## SOURCE DATA:
========================================================================

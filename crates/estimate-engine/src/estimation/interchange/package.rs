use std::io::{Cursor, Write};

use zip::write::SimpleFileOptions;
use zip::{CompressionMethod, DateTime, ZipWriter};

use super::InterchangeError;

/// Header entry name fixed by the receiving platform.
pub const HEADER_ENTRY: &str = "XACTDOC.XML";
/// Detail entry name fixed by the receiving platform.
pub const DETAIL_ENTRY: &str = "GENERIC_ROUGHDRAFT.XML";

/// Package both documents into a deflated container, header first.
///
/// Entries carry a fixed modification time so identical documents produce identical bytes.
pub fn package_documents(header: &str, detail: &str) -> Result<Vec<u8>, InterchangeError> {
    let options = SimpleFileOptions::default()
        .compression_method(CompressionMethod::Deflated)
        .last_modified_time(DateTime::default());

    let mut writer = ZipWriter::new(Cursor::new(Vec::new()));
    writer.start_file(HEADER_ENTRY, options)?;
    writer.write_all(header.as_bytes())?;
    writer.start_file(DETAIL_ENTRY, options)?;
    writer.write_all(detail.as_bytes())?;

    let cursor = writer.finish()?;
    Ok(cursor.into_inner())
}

========================================================================

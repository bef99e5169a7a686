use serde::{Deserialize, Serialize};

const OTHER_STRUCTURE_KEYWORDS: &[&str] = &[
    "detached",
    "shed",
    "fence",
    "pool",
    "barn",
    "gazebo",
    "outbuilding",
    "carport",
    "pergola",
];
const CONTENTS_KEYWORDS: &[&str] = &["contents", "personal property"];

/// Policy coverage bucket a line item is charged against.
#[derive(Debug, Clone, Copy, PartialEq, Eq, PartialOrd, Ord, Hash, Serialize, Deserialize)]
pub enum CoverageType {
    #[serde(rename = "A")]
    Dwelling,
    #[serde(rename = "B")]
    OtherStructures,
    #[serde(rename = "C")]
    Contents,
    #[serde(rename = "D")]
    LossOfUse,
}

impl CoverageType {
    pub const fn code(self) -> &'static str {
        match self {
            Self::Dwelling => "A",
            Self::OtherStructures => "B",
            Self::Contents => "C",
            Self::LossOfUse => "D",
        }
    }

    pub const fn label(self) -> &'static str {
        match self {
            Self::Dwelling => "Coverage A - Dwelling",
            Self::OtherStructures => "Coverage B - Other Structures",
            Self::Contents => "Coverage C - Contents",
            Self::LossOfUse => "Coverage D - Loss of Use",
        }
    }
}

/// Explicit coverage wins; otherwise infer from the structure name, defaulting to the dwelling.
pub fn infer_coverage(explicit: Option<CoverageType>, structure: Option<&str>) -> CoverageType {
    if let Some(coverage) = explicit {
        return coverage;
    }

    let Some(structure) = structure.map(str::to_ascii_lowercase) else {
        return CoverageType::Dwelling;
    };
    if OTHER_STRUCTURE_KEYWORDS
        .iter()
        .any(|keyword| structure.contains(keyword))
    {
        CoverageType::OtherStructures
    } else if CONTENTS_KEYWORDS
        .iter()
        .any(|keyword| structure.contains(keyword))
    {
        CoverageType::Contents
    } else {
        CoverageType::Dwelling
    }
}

========================================================================

## ABOUT THIS TASK:
Reproduce, word for word and in full, only the lines above that start at the line with "pub const HEADER_ENTRY: &str" and run through the line with "let cursor = writer.finish()?;", both ends included.

## THE ANSWER:
pub const HEADER_ENTRY: &str = "XACTDOC.XML";
/// Detail entry name fixed by the receiving platform.
pub const DETAIL_ENTRY: &str = "GENERIC_ROUGHDRAFT.XML";

/// Package both documents into a deflated container, header first.
///
/// Entries carry a fixed modification time so identical documents produce identical bytes.
pub fn package_documents(header: &str, detail: &str) -> Result<Vec<u8>, InterchangeError> {
    let options = SimpleFileOptions::default()
        .compression_method(CompressionMethod::Deflated)
        .last_modified_time(DateTime::default());

    let mut writer = ZipWriter::new(Cursor::new(Vec::new()));
    writer.start_file(HEADER_ENTRY, options)?;
    writer.write_all(header.as_bytes())?;
    writer.start_file(DETAIL_ENTRY, options)?;
    writer.write_all(detail.as_bytes())?;

    let cursor = writer.finish()?;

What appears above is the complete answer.